So where do I think one’s cash should be? Mine is in Australian and Canadian dollars and Euros (NYSE symbols FXA, FXE, FXC) and gold and silver (physical and NYSE: GLD, SLV, CEF, CTU). For physical gold, contact Franklin Sanders at the-moneychanger.com or 1-888-218-9226.

Don’t get spooked by the fact that gold and silver have had a run-up and will probably drop in price a bit over the next few weeks. That’s a healthy correction — and a buying opportunity.

For the past 25 years gold was a terrible investment. But when the economy started going south it became a different story. If you had bought gold coins as recently as mid-2005 you would have doubled your money. If you had waited and bought them a year ago, you would have made 40%.

I know, I know, “gold pays no interest.” Actually, it does; people just don’t understand the form it takes. Gold maintains its value; dollars don’t. Take any period of time — say, 1915. Gold was $20.67 per ounce. You could have bought an expensive man’s suit for the price of one ounce of gold. Fast-forward to today. Same thing. But those twenty 1915 dollars literally won’t buy a pair of socks now.

The reason is that gold is the only real money. The printed pieces of paper in your wallet are constantly going down in value (have you bought a steak, a gallon of milk or a gallon of gas lately?). The dollar-denominated paper in your wallet, bank accounts, IRA and 401(k) is losing value because of the decisions of the central bank, the Federal Reserve.

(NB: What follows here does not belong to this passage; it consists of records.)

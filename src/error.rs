//! Unified error type for key encryption and decryption
//!
//! Every algorithm surfaces failures through [`KeyEncError`]. Callers that
//! need to branch on the failure category use [`KeyEncError::kind`].
//!
//! # Example
//!
//! ```
//! use jwe_keyenc::{ErrorKind, KeyEncError};
//!
//! let err = KeyEncError::Integrity;
//! assert_eq!(err.kind(), ErrorKind::Integrity);
//! assert!(!err.is_retryable());
//! ```

use thiserror::Error;

/// Broad failure category of a [`KeyEncError`]
#[derive(Debug, Clone, Copy, PartialEq, Eq, Hash)]
pub enum ErrorKind {
    /// Missing or mismatched key material for the selected algorithm
    Configuration,
    /// The operating system entropy source failed
    Entropy,
    /// A wrap check, AEAD tag, padding or curve point did not verify
    Integrity,
    /// Malformed input or derived-material length
    Encoding,
}

/// Error type for all key management operations
///
/// The `Integrity` variant deliberately carries no detail. RSA decryption
/// maps every failure onto it so that wrong keys, tampered ciphertexts and
/// bad padding are indistinguishable to the caller.
#[derive(Debug, Error)]
pub enum KeyEncError {
    #[error("Unsupported algorithm: {0}")]
    UnsupportedAlgorithm(String),

    #[error("Invalid key length: expected {expected}, got {got}")]
    InvalidKeyLength { expected: usize, got: usize },

    #[error("Key type does not match algorithm {algorithm}: {reason}")]
    KeyMismatch {
        algorithm: &'static str,
        reason: String,
    },

    #[error("Invalid configuration: {0}")]
    InvalidConfig(String),

    #[error("Entropy source failure")]
    Entropy,

    #[error("Key decryption failed")]
    Integrity,

    #[error("Invalid ephemeral public key")]
    InvalidEphemeralKey,

    #[error("Encoding error: {0}")]
    Encoding(String),

    #[error("Missing header parameter: {0}")]
    MissingHeader(&'static str),
}

impl KeyEncError {
    /// Returns the failure category
    pub fn kind(&self) -> ErrorKind {
        match self {
            Self::UnsupportedAlgorithm(_)
            | Self::InvalidKeyLength { .. }
            | Self::KeyMismatch { .. }
            | Self::InvalidConfig(_) => ErrorKind::Configuration,
            Self::Entropy => ErrorKind::Entropy,
            Self::Integrity | Self::InvalidEphemeralKey => ErrorKind::Integrity,
            Self::Encoding(_) | Self::MissingHeader(_) => ErrorKind::Encoding,
        }
    }

    /// Always false: a cryptographic failure does not change on retry
    pub fn is_retryable(&self) -> bool {
        false
    }

    /// Returns a suggestion for resolving this error
    pub fn suggestion(&self) -> Option<&str> {
        match self {
            Self::UnsupportedAlgorithm(_) => {
                Some("Use one of the registered JWA key management algorithm names")
            }
            Self::InvalidKeyLength { .. } => {
                Some("Supply a key whose length matches the selected algorithm")
            }
            Self::KeyMismatch { .. } => {
                Some("Check that the key type matches the `alg` header value")
            }
            Self::InvalidConfig(_) => Some("Review the PBES2 iteration count and salt length"),
            Self::Entropy => Some("The system random source is unavailable; abort the operation"),
            Self::MissingHeader(_) => {
                Some("Pass every public value produced by encryption back to the decrypter")
            }
            _ => None,
        }
    }

    pub(crate) fn mismatch(algorithm: &'static str, reason: impl Into<String>) -> Self {
        Self::KeyMismatch {
            algorithm,
            reason: reason.into(),
        }
    }
}

impl From<rand::Error> for KeyEncError {
    fn from(_: rand::Error) -> Self {
        Self::Entropy
    }
}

The more paper dollars they print, the less each dollar is worth. That is common sense.

One dollar saved when the the Federal Reserve was created in 1913 is now worth 4 cents. The same dollar converted to gold is now worth $23.00.

I do think silver and gold should be a substantial part of one’s portfolio. I’m not keen on mining shares; although I have owned them off and on for years, and still have some, they are a very small part. I prefer the ETFs, such as SLV, GLD, GTU and CEF. They hold physical gold and silver and issue shares, so their share price is directly tied to the price of the metals. The problem with mining shares is that they can go down when the metal goes up due to strikes, mine output, increased extraction costs, changes in government regulations, management problems, etc., etc., etc…

I only subscribe to two financial newsletters; I don’t want to get confused with conflicting advice. The one I would suggest you consider is www.adenforecast.com It has a tremendous track record for the past 25 years.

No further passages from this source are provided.